Sporco è chi lo sporco fa, signore. Se Forrest Gump si sedesse – come nel film – su una panchina ma allo Sbarcadero, lo noterebbe subito che a Siracusa, un luogo pulito, resta tale solo fino a quando i siracusani non ci mettono mano.

Non tutti, ovvio, ma il meccanismo che ormai è diventato routine racconta di come ad ogni inaugurazione, segua una desacralizzazione, ad ogni spiazzo ripulito segua un abbandono di rifiuti, ad ogni mastello pieno uno sparpagliamento di spazzatura tutto intorno.

Lo Sbarcadero, quello che dall’amministrazione comunale è stato definito la nuova Marina, la piazza nuova di zecca minimalista e ordinata, scarna secondo il modello piazza Euripide, nel giro di pochi giorni dall’inaugurazione è diventato una passeggiata frequentatissima.
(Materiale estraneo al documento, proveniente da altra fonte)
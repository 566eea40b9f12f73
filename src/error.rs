//! Custom error types for siamese-pairs.

use std::path::PathBuf;
use thiserror::Error;

/// Main error type for the siamese-pairs library.
#[derive(Error, Debug)]
pub enum Error {
    /// Failed to open or decode an image file.
    #[error("failed to decode image {path}: {source}")]
    Decode {
        path: PathBuf,
        #[source]
        source: image::ImageError,
    },

    /// A decoded image produced NaN or infinite values.
    #[error("image {path} produced non-finite pixel values")]
    NonFiniteValue { path: PathBuf },

    /// The label file does not hold one label per image.
    #[error("label count mismatch: {images} images but {labels} labels")]
    LabelCountMismatch { images: usize, labels: usize },

    /// A hyperparameter is missing or invalid.
    #[error("invalid configuration key {key}: {reason}")]
    Config { key: String, reason: String },

    /// Failed to read a configuration file.
    #[error("failed to read configuration {path}: {source}")]
    ConfigRead {
        path: PathBuf,
        #[source]
        source: std::io::Error,
    },

    /// Configuration text is not valid JSON.
    #[error("failed to parse configuration: {source}")]
    ConfigParse {
        #[source]
        source: serde_json::Error,
    },

    /// Failed to list the image directory.
    #[error("failed to read image directory {path}: {source}")]
    ReadDir {
        path: PathBuf,
        #[source]
        source: std::io::Error,
    },

    /// Failed to read the label file.
    #[error("failed to read label file {path}: {source}")]
    LabelRead {
        path: PathBuf,
        #[source]
        source: std::io::Error,
    },

    /// A label line is not an integer.
    #[error("invalid label on line {line} of {path}: {content:?}")]
    LabelParse {
        path: PathBuf,
        line: usize,
        content: String,
    },

    /// Invalid parameter value.
    #[error("invalid parameter {name}: {reason}")]
    InvalidParameter { name: String, reason: String },

    /// Shape mismatch in tensor operations.
    #[error("tensor shape mismatch: expected {expected}, got {actual}")]
    ShapeMismatch { expected: String, actual: String },

    /// The pair tensor for this many images does not fit in memory addressing.
    #[error("pair tensor for {images} images does not fit in memory")]
    PairTensorTooLarge { images: usize },

    /// The image tensor for this dataset does not fit in memory addressing.
    #[error("image tensor of {images} images at {width}x{height} does not fit in memory")]
    ImageTensorTooLarge {
        images: usize,
        width: u32,
        height: u32,
    },
}

/// Result type alias for siamese-pairs operations.
pub type Result<T> = std::result::Result<T, Error>;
Ma con le persone ammodo, sono inevitabilmente arrivati i nuovi barbari. Cittadini di ogni fascia sociale che, superato l’imbarazzo iniziale, hanno iniziato a lasciare segnali della propria inciviltà, gettando carte nelle aiuole, cartoni negli angoli, deiezioni canine per ogni dove e resti di panini, birra e sigarette sulle panchine.

La piazza di riva Porto Lachio è rimasta immacolata solo per qualche giorno, i pali dissuasori pare non abbiano del tutto fermato gli scooteristi indisciplinati che si fanno vanto di penetrarvi comunque, correndo e rischiando, nascosti dai caschi, e l’abbandono di piccoli rifiuti - è vero, nulla rispetto alle montagne di prima - sta prendendo piede.